According to Valdes Paz, a cult of personality grew around Fidel Castro despite the leader’s intentions and for reasons particular to the country.

“There was already a long tradition of honouring the leaders of Cuba’s independence, like [Jose] Marti,” the scholar said in reference to the Cuban intellectual who died fighting for independence from Spain in 1895. “It was part of school textbooks, and constantly evoked in political speeches. Neither Castro nor the revolution invented that.”

Castro and the revolutionary government that came to power in 1959 sustained that tradition and then extended it to its own fallen heroes, including guerrilla fighters Ernesto “Che” Guevara and Camilo Cienfuegos.

Valdes Paz said that while the government encouraged, and to some extent exploited, the cult of those heroes, a lot of it came spontaneously from the Cuban people. Castro has enjoyed wide support among Cubans, standing out for his strong leadership and influence across the region.

A new face on Plaza de la Revolucion?

Yet a new, government-sanctioned devotion to Fidel already seems to be materialising. In Havana’s iconic Plaza de la Revolucion, a large picture of the revolutionary leader has been draped for days over the Jose Marti National Library.

The nearby defence ministry, by far the largest building on the square, seems like perfect real estate for Fidel Castro’s face. Huge outlines of Guevara and Cienfuegos’s expressions already adorn other buildings in the Plaza, and it only seems fitting that El Comandante should complete a kind of holy trinity of the Cuban revolution there.

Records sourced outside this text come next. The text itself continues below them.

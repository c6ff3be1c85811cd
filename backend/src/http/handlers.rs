//! HTTP handlers for the REST API.
//!
//! Each handler corresponds to an API endpoint and delegates to the
//! service layer for business logic.

use axum::{
    body::Bytes,
    extract::{
        rejection::{BytesRejection, QueryRejection},
        Query, State,
    },
    http::{HeaderName, HeaderValue},
    response::{IntoResponse, Response},
    Json,
};
use tracing::{info, warn};
use uuid::Uuid;

use super::dto::{ForecastOutcome, ForecastQuery, HealthResponse, WindowEntryDto, WindowsResponse};
use super::error::AppError;
use super::state::AppState;
use crate::error::ForecastError;
use crate::services::{execute, prepare_request, ForecastParams};

/// Header carrying the per-request identifier.
pub const REQUEST_ID_HEADER: HeaderName = HeaderName::from_static("x-request-id");

/// Result type for handlers.
pub type HandlerResult<T> = Result<Json<T>, AppError>;

// =============================================================================
// Health Check
// =============================================================================

/// GET /health
///
/// Health check endpoint reporting the engine and current fit capacity.
pub async fn health_check(State(state): State<AppState>) -> HandlerResult<HealthResponse> {
    Ok(Json(HealthResponse {
        status: "ok".to_string(),
        version: env!("CARGO_PKG_VERSION").to_string(),
        engine: state.engine.name().to_string(),
        fit_slots_available: state.limiter.available(),
        max_concurrent_fits: state.limiter.max_concurrent(),
    }))
}

// =============================================================================
// Window Policy
// =============================================================================

/// GET /windows
///
/// List the date window applied to each forecast type.
pub async fn list_windows(State(state): State<AppState>) -> HandlerResult<WindowsResponse> {
    let windows = state
        .policy
        .entries()
        .map(|(forecast_type, window)| WindowEntryDto {
            forecast_type: forecast_type.to_string(),
            start: window.start(),
            end: window.end(),
        })
        .collect();

    Ok(Json(WindowsResponse {
        default_horizon_days: state.config.forecast.horizon_days,
        windows,
    }))
}

// =============================================================================
// Forecast
// =============================================================================

/// POST /forecast?type=<occupancy|event>&horizon_days=<n>
///
/// Body: JSON array of `{ds, y}` records. Responds with `[{ds, yhat}]` for the
/// configured window, `404` with a message when no prediction falls inside it,
/// or a structured error. Every response carries an `x-request-id` header.
pub async fn forecast(
    State(state): State<AppState>,
    query: Result<Query<ForecastQuery>, QueryRejection>,
    body: Result<Bytes, BytesRejection>,
) -> Response {
    let request_id = Uuid::new_v4().to_string();

    let mut response = match run_forecast_request(&state, query, body, &request_id).await {
        Ok(outcome) => outcome.into_response(),
        Err(err) => {
            let (status, error) = err.to_parts();
            if status.is_client_error() {
                warn!(request_id = %request_id, code = %error.code, "forecast rejected: {}", error.message);
            } else {
                warn!(request_id = %request_id, code = %error.code, "forecast failed: {}", error.message);
            }
            (status, Json(error)).into_response()
        }
    };

    if let Ok(value) = HeaderValue::from_str(&request_id) {
        response.headers_mut().insert(REQUEST_ID_HEADER, value);
    }
    response
}

/// Parsing and normalizing a large body is CPU work, so it runs on the
/// blocking pool. It does not take a fit slot: rejected input never competes
/// with accepted requests for fit capacity.
async fn run_forecast_request(
    state: &AppState,
    query: Result<Query<ForecastQuery>, QueryRejection>,
    body: Result<Bytes, BytesRejection>,
    request_id: &str,
) -> Result<ForecastOutcome, AppError> {
    let Query(query) = query
        .map_err(|e| ForecastError::validation(format!("invalid query string: {}", e.body_text())))?;
    let body = body.map_err(AppError::from)?;

    let ctx = state.pipeline_context();
    let ForecastQuery {
        forecast_type,
        horizon_days,
    } = query;
    let (ctx, request) = tokio::task::spawn_blocking(move || {
        let params = ForecastParams {
            forecast_type: forecast_type.as_deref(),
            horizon_days,
        };
        prepare_request(&ctx, params, &body).map(|request| (ctx, request))
    })
    .await
    .map_err(|e| ForecastError::internal(format!("request preparation failed: {}", e)))??;

    info!(
        request_id = %request_id,
        forecast_type = %request.forecast_type,
        points = request.series.len(),
        horizon_days = request.horizon_days,
        "forecast accepted"
    );

    let outcome = state
        .limiter
        .run(move || execute(&ctx, &request))
        .await?;
    Ok(outcome)
}

/// Fallback for unknown routes.
pub async fn not_found() -> AppError {
    AppError::NotFound("no such endpoint; try POST /forecast".to_string())
}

Valdes Paz said it would not be out of the question for Fidel Castro’s face to appear on the defence ministry, but the forthcoming law should prevent such a move in the near future. “It seems like that decision has been deferred for now. It will be up to the next generation to figure it out,” he said.

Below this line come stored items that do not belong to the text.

#![allow(dead_code)]

use std::collections::HashSet;
use std::sync::atomic::{AtomicUsize, Ordering};
use std::sync::{Arc, Mutex};

use chrono::{Days, NaiveDate};
use serde_json::{json, Value};

use occupancy_forecast::config::ForecastSettings;
use occupancy_forecast::engine::{FittedModel, ForecastEngine, ModelError, TrendSeasonalityEngine};
use occupancy_forecast::models::{ForecastPoint, Series};
use occupancy_forecast::services::{PipelineContext, WindowPolicy};

static ENV_LOCK: Mutex<()> = Mutex::new(());

/// Runs `f` with environment variables temporarily modified.
///
/// This is panic-safe (restores variables on unwind) and also serializes access to
/// process-global env vars to avoid flaky tests when Rust runs tests in parallel.
///
/// `changes` is a list of `(key, value)` pairs:
/// - `Some(v)` sets the variable to `v`
/// - `None` removes the variable
pub fn with_scoped_env<F, R>(changes: &[(&str, Option<&str>)], f: F) -> R
where
    F: FnOnce() -> R,
{
    let _lock = ENV_LOCK.lock().unwrap_or_else(|e| e.into_inner());
    let _guard = ScopedEnv::new(changes);
    f()
}

struct ScopedEnv {
    snapshot: Vec<(String, Option<String>)>,
}

impl ScopedEnv {
    fn new(changes: &[(&str, Option<&str>)]) -> Self {
        let keys: HashSet<&str> = changes.iter().map(|(k, _)| *k).collect();
        let snapshot = keys
            .into_iter()
            .map(|k| (k.to_string(), std::env::var(k).ok()))
            .collect::<Vec<_>>();

        for (k, v) in changes {
            match v {
                Some(val) => std::env::set_var(k, val),
                None => std::env::remove_var(k),
            }
        }

        Self { snapshot }
    }
}

impl Drop for ScopedEnv {
    fn drop(&mut self) {
        for (k, v) in self.snapshot.drain(..) {
            match v {
                Some(val) => std::env::set_var(&k, val),
                None => std::env::remove_var(&k),
            }
        }
    }
}

pub fn date(y: i32, m: u32, d: u32) -> NaiveDate {
    NaiveDate::from_ymd_opt(y, m, d).unwrap()
}

/// `n` daily records starting at `start`, with `y = slope * i + intercept`.
pub fn linear_payload(start: NaiveDate, n: u64, slope: f64, intercept: f64) -> Value {
    Value::Array(
        (0..n)
            .map(|i| {
                json!({
                    "ds": (start + Days::new(i)).format("%Y-%m-%d").to_string(),
                    "y": slope * i as f64 + intercept,
                    "isHistorical": true,
                })
            })
            .collect(),
    )
}

pub fn body_of(payload: &Value) -> Vec<u8> {
    serde_json::to_vec(payload).unwrap()
}

/// Engine wrapper that counts `fit` calls.
#[derive(Clone, Default)]
pub struct CountingEngine {
    inner: TrendSeasonalityEngine,
    fits: Arc<AtomicUsize>,
}

impl CountingEngine {
    pub fn fit_count(&self) -> usize {
        self.fits.load(Ordering::SeqCst)
    }
}

impl ForecastEngine for CountingEngine {
    fn name(&self) -> &str {
        "counting"
    }

    fn fit(&self, series: &Series) -> Result<Box<dyn FittedModel>, ModelError> {
        self.fits.fetch_add(1, Ordering::SeqCst);
        self.inner.fit(series)
    }
}

/// Engine whose fit always fails.
pub struct RejectingEngine;

impl ForecastEngine for RejectingEngine {
    fn name(&self) -> &str {
        "rejecting"
    }

    fn fit(&self, _series: &Series) -> Result<Box<dyn FittedModel>, ModelError> {
        Err(ModelError::Degenerate("insufficient variation".to_string()))
    }
}

/// Engine that predicts the constant 1.0 with no bounds.
pub struct ConstantEngine;

struct ConstantModel;

impl FittedModel for ConstantModel {
    fn predict(&self, dates: &[NaiveDate]) -> Result<Vec<ForecastPoint>, ModelError> {
        Ok(dates.iter().map(|&d| ForecastPoint::new(d, 1.0)).collect())
    }
}

impl ForecastEngine for ConstantEngine {
    fn name(&self) -> &str {
        "constant"
    }

    fn fit(&self, _series: &Series) -> Result<Box<dyn FittedModel>, ModelError> {
        Ok(Box::new(ConstantModel))
    }
}

pub fn context_with(engine: Arc<dyn ForecastEngine>) -> PipelineContext {
    PipelineContext::new(
        ForecastSettings::default(),
        Arc::new(WindowPolicy::default()),
        engine,
    )
}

Others doubt the government truly intends to respect the famous final wish. A bookseller who asked not to be identified, said that Raul Castro and other officials were already hard at work to exploit Fidel’s image in the effort to stifle dissent on the communist-run island and block meaningful reforms.

He pointed to a large poster with a sleek design of Fidel Castro’s silhouette, hanging in the entrance of a local library, as a way to promote the cult of personality. The bookseller said that like the poster the campaign would come in subtle – more insidious – ways.

Be like Che

There is another reason to doubt people will respect Fidel’s post-mortem request.

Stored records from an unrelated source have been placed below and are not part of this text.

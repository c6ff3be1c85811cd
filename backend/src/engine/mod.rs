//! Forecasting model capability.
//!
//! The pipeline never looks inside a model. It hands a validated [`Series`] to a
//! [`ForecastEngine`], gets back a [`FittedModel`], and asks that model for one
//! [`ForecastPoint`] per requested date. Any statistical engine can sit behind
//! these two traits; [`TrendSeasonalityEngine`] is the one the server ships with.
//!
//! ```
//! use chrono::NaiveDate;
//! use occupancy_forecast::engine::{ForecastEngine, TrendSeasonalityEngine};
//! use occupancy_forecast::models::Observation;
//! use occupancy_forecast::services::normalizer::normalize;
//!
//! let start = NaiveDate::from_ymd_opt(2024, 1, 1).unwrap();
//! let records = (0..10)
//!     .map(|i| Observation::new(start + chrono::Days::new(i), i as f64))
//!     .collect();
//! let series = normalize(records).unwrap();
//!
//! let model = TrendSeasonalityEngine::default().fit(&series).unwrap();
//! let next = NaiveDate::from_ymd_opt(2024, 1, 11).unwrap();
//! let points = model.predict(&[next]).unwrap();
//! assert!((points[0].yhat - 10.0).abs() < 1e-9);
//! ```

pub mod trend;

pub use trend::TrendSeasonalityEngine;

use chrono::NaiveDate;

use crate::models::{ForecastPoint, Series};

/// Failure reported by a model capability.
#[derive(Debug, Clone, PartialEq, thiserror::Error)]
pub enum ModelError {
    /// Not enough observations to estimate the model.
    #[error("insufficient data: {0}")]
    InsufficientData(String),
    /// Input or estimated values are NaN or infinite.
    #[error("non-finite value: {0}")]
    NonFinite(String),
    /// The data does not determine the model (e.g. no variation in time).
    #[error("degenerate model: {0}")]
    Degenerate(String),
    /// Prediction failed for the requested dates.
    #[error("prediction failed: {0}")]
    Prediction(String),
}

/// A forecasting engine that can be fit on a series.
///
/// Implementations must be stateless across calls: every `fit` produces an
/// independent model owned by the caller.
pub trait ForecastEngine: Send + Sync {
    /// Short identifier reported by the health endpoint and in logs.
    fn name(&self) -> &str;

    /// Fit a model on the given series.
    fn fit(&self, series: &Series) -> Result<Box<dyn FittedModel>, ModelError>;
}

/// A model produced by [`ForecastEngine::fit`].
pub trait FittedModel: Send {
    /// Predict one point per date, in the order the dates are given.
    fn predict(&self, dates: &[NaiveDate]) -> Result<Vec<ForecastPoint>, ModelError>;
}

Che Guevara’s face is everywhere in Cuba, and as tourism skyrockets on the Caribbean island, it appears increasingly present on souvenir merchandise. Che’s face helps sell everything, from cloth bags to refrigerator magnets.

Is it possible that Fidel Castro’s image will be used to similarly help sell products, to bring some added revenue to Cubans who are in desperate need of it?

Raul, a young man who also sells books and movie posters in Old Havana, admits items with Fidel Castro’s picture have become more popular in the wake of his death, especially among tourists eager to take home mementos from their visit to Cuba.

He was nevertheless sceptical that Fidel’s image will turn into a trendy logo the way Che’s face has become for many. “We’ll see in a year or two. It’s still too early to say,” he said.